Pharmacokinetic screening to Estimate the drug likeliness characteristics of selected Herbal Anticancer Drugs
1Department of Pharmacology, Institute of Medical Sciences, BHU, Varanasi, India.
2Department of Medicine, Institute of Medical Sciences, BHU, Varanasi, India.
3Vaccine and Infectious Disease Research Center, Translational Health Science and Technology Institute, Faridabad, Haryana, India.

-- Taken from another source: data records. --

//! The offer → confirm/reject → check-in state machine. Everything an inbound
//! WhatsApp message can do to a trip goes through here; every trip mutation
//! is followed by a fan-out emit so dashboards watching the trip stay live.

use std::sync::Arc;

use chrono::Utc;
use serde::Serialize;
use serde_json::json;
use tracing::{info, warn};
use uuid::Uuid;

use crate::dispatch::sessions;
use crate::error::AppError;
use crate::messaging::{parser, phone, templates, InboundMessage};
use crate::messaging::parser::Intent;
use crate::models::carrier::Carrier;
use crate::models::session::{Session, SessionContext, SessionStatus};
use crate::models::trip::{CheckIn, CheckpointStage, CurrentLocation, Trip, TripStatus};
use crate::realtime;
use crate::state::AppState;
use crate::tracking;

#[derive(Debug, Serialize)]
pub struct OfferResult {
    pub carrier: String,
    pub success: bool,
    #[serde(skip_serializing_if = "Option::is_none")]
    pub error: Option<String>,
}

#[derive(Debug, Serialize)]
pub struct OfferReport {
    pub results: Vec<OfferResult>,
    pub total: usize,
    pub successful: usize,
}

/// Sends a trip offer to each eligible carrier and opens an offer session per
/// recipient. One failed send never aborts the rest of the batch.
pub async fn send_offers(
    state: &Arc<AppState>,
    trip_id: Uuid,
    carrier_ids: Option<Vec<Uuid>>,
) -> Result<OfferReport, AppError> {
    let trip = state
        .trips
        .get(&trip_id)
        .map(|entry| entry.value().clone())
        .ok_or_else(|| AppError::NotFound("trip not found".to_string()))?;

    let candidates: Vec<Carrier> = match carrier_ids {
        Some(ids) if !ids.is_empty() => ids
            .iter()
            .filter_map(|id| state.carriers.get(id).map(|entry| entry.value().clone()))
            .filter(|carrier| carrier.active)
            .collect(),
        _ => state
            .carriers
            .iter()
            .filter(|entry| entry.value().active && entry.value().available)
            .map(|entry| entry.value().clone())
            .collect(),
    };

    if candidates.is_empty() {
        return Err(AppError::NoCarriersAvailable);
    }

    let mut results = Vec::with_capacity(candidates.len());
    let mut gateway_down = false;

    for carrier in &candidates {
        let body = templates::trip_offer(carrier, &trip);
        match state.gateway.send(&carrier.whatsapp_number, &body).await {
            Ok(receipt) => {
                sessions::open(
                    state,
                    &carrier.whatsapp_number,
                    carrier.id,
                    Some(trip.id),
                    SessionStatus::WaitingResponse,
                    SessionContext::TripOffer,
                );
                state.metrics.offers_total.with_label_values(&["sent"]).inc();
                info!(
                    trip = %trip.number,
                    carrier = %carrier.business_name,
                    sid = %receipt.message_sid,
                    "trip offer sent"
                );
                results.push(OfferResult {
                    carrier: carrier.business_name.clone(),
                    success: true,
                    error: None,
                });
            }
            Err(err) => {
                if matches!(err, AppError::GatewayUnavailable) {
                    gateway_down = true;
                }
                state
                    .metrics
                    .offers_total
                    .with_label_values(&["failed"])
                    .inc();
                warn!(
                    trip = %trip.number,
                    carrier = %carrier.business_name,
                    error = %err,
                    "trip offer failed"
                );
                results.push(OfferResult {
                    carrier: carrier.business_name.clone(),
                    success: false,
                    error: Some(err.to_string()),
                });
            }
        }
    }

    let successful = results.iter().filter(|r| r.success).count();
    if successful == 0 && gateway_down {
        return Err(AppError::GatewayUnavailable);
    }

    if let Some(mut trip) = state.trips.get_mut(&trip_id) {
        trip.push_status(TripStatus::Assigning, None, None);
    }
    state.events.emit(
        trip_id,
        realtime::STATUS_UPDATED,
        json!({ "status": TripStatus::Assigning }),
    );

    Ok(OfferReport {
        total: results.len(),
        successful,
        results,
    })
}

/// Entry point for the provider webhook. Never fails outward: the provider
/// retries on errors, and a retried message would replay a state transition.
pub async fn process_inbound(state: &Arc<AppState>, inbound: InboundMessage) {
    let incoming_number = inbound.from.trim_start_matches("whatsapp:");

    let Some(carrier) = find_carrier_by_phone(state, incoming_number) else {
        // Replying here would confirm the number exists; log and drop.
        warn!(from = %incoming_number, "inbound message from unknown number dropped");
        return;
    };

    let session = sessions::find_active(state, &carrier.whatsapp_number);
    let intent = parser::parse(&inbound.body, session.as_ref().map(|s| s.context));
    state
        .metrics
        .webhook_messages_total
        .with_label_values(&[intent.kind()])
        .inc();

    if let (Some(lat), Some(lng)) = (inbound.latitude, inbound.longitude) {
        on_location(state, session, &carrier, lat, lng).await;
        return;
    }

    match intent {
        Intent::TripConfirmation { .. } => on_confirmation(state, session, &carrier).await,
        Intent::TripRejection => on_rejection(state, session, &carrier).await,
        Intent::CheckIn(stage) => on_check_in(state, session, &carrier, stage).await,
        Intent::Unknown(text) => {
            info!(carrier = %carrier.business_name, body = %text, "unrecognized message ignored");
        }
    }
}

async fn on_confirmation(state: &Arc<AppState>, session: Option<Session>, carrier: &Carrier) {
    let Some(session) = session else {
        reply(state, carrier, &templates::no_active_offer()).await;
        return;
    };
    let Some(trip_id) = session.trip_id else {
        reply(state, carrier, &templates::no_active_offer()).await;
        return;
    };

    let Some(trip) = state.trips.get(&trip_id).map(|entry| entry.value().clone()) else {
        reply(state, carrier, &templates::trip_unavailable()).await;
        sessions::set_status(state, session.id, SessionStatus::Completed);
        return;
    };

    // A second confirmer loses: the trip keeps its assigned carrier and this
    // carrier's session is closed with a conflict reply.
    if trip.carrier_id.is_some_and(|assigned| assigned != carrier.id) {
        reply(state, carrier, &templates::trip_already_assigned(&trip)).await;
        sessions::set_status(state, session.id, SessionStatus::Completed);
        return;
    }

    let confirmed = {
        let mut entry = match state.trips.get_mut(&trip_id) {
            Some(entry) => entry,
            None => return,
        };
        entry.carrier_id = Some(carrier.id);
        entry.push_status(
            TripStatus::Confirmed,
            Some(carrier.business_name.clone()),
            None,
        );
        if entry.tracking_token.is_none() {
            entry.tracking_token = Some(tracking::mint_token());
        }
        entry.value().clone()
    };

    state.events.emit(
        trip_id,
        realtime::CARRIER_ASSIGNED,
        json!({ "carrier_id": carrier.id, "carrier": &carrier.business_name }),
    );
    state.events.emit(
        trip_id,
        realtime::STATUS_UPDATED,
        json!({ "status": confirmed.status }),
    );

    let token = confirmed.tracking_token.as_deref().unwrap_or_default();
    let tracking_url = state.tracking_url(token);
    reply(
        state,
        carrier,
        &templates::trip_details_with_tracking(carrier, &confirmed, &tracking_url),
    )
    .await;

    sessions::set_status(state, session.id, SessionStatus::Completed);
    sessions::open(
        state,
        &carrier.whatsapp_number,
        carrier.id,
        Some(trip_id),
        SessionStatus::Active,
        SessionContext::CheckIn,
    );

    info!(trip = %confirmed.number, carrier = %carrier.business_name, "trip confirmed");
}

async fn on_rejection(state: &Arc<AppState>, session: Option<Session>, carrier: &Carrier) {
    let Some(session) = session.filter(|s| s.trip_id.is_some()) else {
        return;
    };

    reply(state, carrier, &templates::rejection_ack()).await;
    sessions::set_status(state, session.id, SessionStatus::Completed);
    info!(carrier = %carrier.business_name, "trip offer rejected");
}

async fn on_check_in(
    state: &Arc<AppState>,
    session: Option<Session>,
    carrier: &Carrier,
    stage: CheckpointStage,
) {
    let Some(session) = session else {
        reply(state, carrier, &templates::no_active_trip()).await;
        return;
    };
    let Some(trip_id) = session.trip_id else {
        reply(state, carrier, &templates::no_active_trip()).await;
        return;
    };

    let check_in = CheckIn {
        id: Uuid::new_v4(),
        stage,
        description: stage.label().to_string(),
        at: Utc::now(),
        location: None,
        notes: None,
    };

    let Some(updated) = apply_check_in(state, trip_id, &check_in, carrier) else {
        return;
    };

    state.events.emit(
        trip_id,
        realtime::CHECK_IN,
        json!({ "check_in": &check_in, "sub_status": updated.sub_status }),
    );
    state.events.emit(
        trip_id,
        realtime::STATUS_UPDATED,
        json!({ "status": updated.status }),
    );

    sessions::set_pending_check_in(state, session.id, Some(check_in.id));
    reply(state, carrier, &templates::check_in_recorded(&updated, stage)).await;

    if updated.status == TripStatus::Finished {
        reply(state, carrier, &templates::trip_finished()).await;
        sessions::set_status(state, session.id, SessionStatus::Completed);
        info!(trip = %updated.number, "trip finished");
    } else {
        // Re-sending the menu keeps the conversation anchored on the next stage.
        reply(state, carrier, &templates::check_in_menu(carrier, &updated)).await;
        sessions::set_status(state, session.id, SessionStatus::Active);
    }
}

fn apply_check_in(
    state: &Arc<AppState>,
    trip_id: Uuid,
    check_in: &CheckIn,
    carrier: &Carrier,
) -> Option<Trip> {
    let mut entry = state.trips.get_mut(&trip_id)?;

    entry.check_ins.push(check_in.clone());
    entry.sub_status = Some(check_in.stage);

    // Only the terminal checkpoint closes the trip.
    let next = if check_in.stage.is_terminal() {
        TripStatus::Finished
    } else {
        TripStatus::InProgress
    };
    if entry.status != next {
        entry.push_status(next, Some(carrier.driver_name.clone()), None);
    } else {
        entry.updated_at = Utc::now();
    }

    Some(entry.value().clone())
}

async fn on_location(
    state: &Arc<AppState>,
    session: Option<Session>,
    carrier: &Carrier,
    lat: f64,
    lng: f64,
) {
    let Some(session) = session else { return };
    let Some(trip_id) = session.trip_id else { return };

    let updated = {
        let Some(mut entry) = state.trips.get_mut(&trip_id) else {
            return;
        };

        // Correlate by the check-in id recorded when the stage was reported,
        // so a delayed location message lands on the right entry.
        let target = session.metadata.last_check_in;
        let slot = match target {
            Some(id) => entry.check_ins.iter_mut().find(|c| c.id == id),
            None => entry.check_ins.last_mut(),
        };
        if let Some(check_in) = slot {
            check_in.location = Some(crate::models::trip::GeoPoint { lat, lng });
        }

        entry.current_location = Some(CurrentLocation {
            lat,
            lng,
            updated_at: Utc::now(),
        });
        entry.updated_at = Utc::now();
        entry.value().clone()
    };

    state
        .metrics
        .location_updates_total
        .with_label_values(&["whatsapp"])
        .inc();
    state.events.emit(
        trip_id,
        realtime::LOCATION_UPDATED,
        json!({ "location": &updated.current_location }),
    );

    reply(state, carrier, &templates::location_received(&updated)).await;
    sessions::set_pending_check_in(state, session.id, None);
    sessions::set_status(state, session.id, SessionStatus::Active);
}

/// Resends the check-in menu to the assigned carrier.
pub async fn send_check_in_reminder(state: &Arc<AppState>, trip_id: Uuid) -> Result<(), AppError> {
    let (trip, carrier) = assigned_pair(state, trip_id)?;
    state
        .gateway
        .send(
            &carrier.whatsapp_number,
            &templates::check_in_menu(&carrier, &trip),
        )
        .await?;
    Ok(())
}

/// Free-form operator message to the assigned carrier.
pub async fn send_trip_update(
    state: &Arc<AppState>,
    trip_id: Uuid,
    message: &str,
) -> Result<(), AppError> {
    let (trip, carrier) = assigned_pair(state, trip_id)?;
    state
        .gateway
        .send(
            &carrier.whatsapp_number,
            &templates::trip_update(&trip, &carrier, message),
        )
        .await?;
    Ok(())
}

fn assigned_pair(state: &AppState, trip_id: Uuid) -> Result<(Trip, Carrier), AppError> {
    let trip = state
        .trips
        .get(&trip_id)
        .map(|entry| entry.value().clone())
        .ok_or_else(|| AppError::NotFound("trip not found".to_string()))?;
    let carrier_id = trip
        .carrier_id
        .ok_or_else(|| AppError::NotFound("trip has no assigned carrier".to_string()))?;
    let carrier = state
        .carriers
        .get(&carrier_id)
        .map(|entry| entry.value().clone())
        .ok_or_else(|| AppError::NotFound("carrier not found".to_string()))?;
    Ok((trip, carrier))
}

fn find_carrier_by_phone(state: &AppState, incoming: &str) -> Option<Carrier> {
    for variant in phone::match_variants(incoming) {
        let hit = state
            .carriers
            .iter()
            .find(|entry| entry.value().whatsapp_number == variant)
            .map(|entry| entry.value().clone());
        if let Some(carrier) = hit {
            return Some(carrier);
        }
    }
    None
}

/// Outbound replies inside webhook processing are best-effort: a gateway
/// failure is logged, never bubbled back to the provider.
async fn reply(state: &AppState, carrier: &Carrier, body: &str) {
    if let Err(err) = state.gateway.send(&carrier.whatsapp_number, body).await {
        warn!(carrier = %carrier.business_name, error = %err, "reply send failed");
    }
}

*Corresponding Author E-mail: asthwal@rediffmail.com
ABSTRACT:
The pharmacokinetic parameters of a drug plays a very essential role in determining the therapeutic success of an experimental compound, so it is one of the aspects of drug discovery which are essential to be determined in the early phases. The pharmacokinetic studies further help the drug discovery team to optimize their in vivo pharmacokinetic and drug safety bioassays.Low solubility, low absorbency, and chemical instability can seriously affect bioassay results. Today a lot of computational software are available which use their algorithms to calculate the pharmacokinetic parameters of the selected compounds and hence may help the drug discovery team to move in a direction where the chances of getting a good clinical candidate are higher. This paper presents the screening of nine selected herbal anticancer agents (Catechin, Cinnamaldehyde, Epicatechin, Eugenol, Oxyresveratrol, Quercetin, Crocin, Kaempferol, and Emodin) based upon their pharmacokinetic properties with the help of Discovery Studio 2.5. The main parameters which are estimated under this pharmacokinetic ADMET (absorption, distribution, metabolism, excretion and toxicity) study are aqueous solubility, human intestinal absorption, plasma protein binding (PPB), blood-brain-barrier (BBB) penetration, cytochrome P4502D6 inhibition and hepatotoxicity levels. Four compounds (Cinnamaldehyde, Eugenol, Crocin and Oxyresveratrol) were found to possess the required pharmacokinetic properties and are suitable for further anticancer in vivo and in vitro analysis.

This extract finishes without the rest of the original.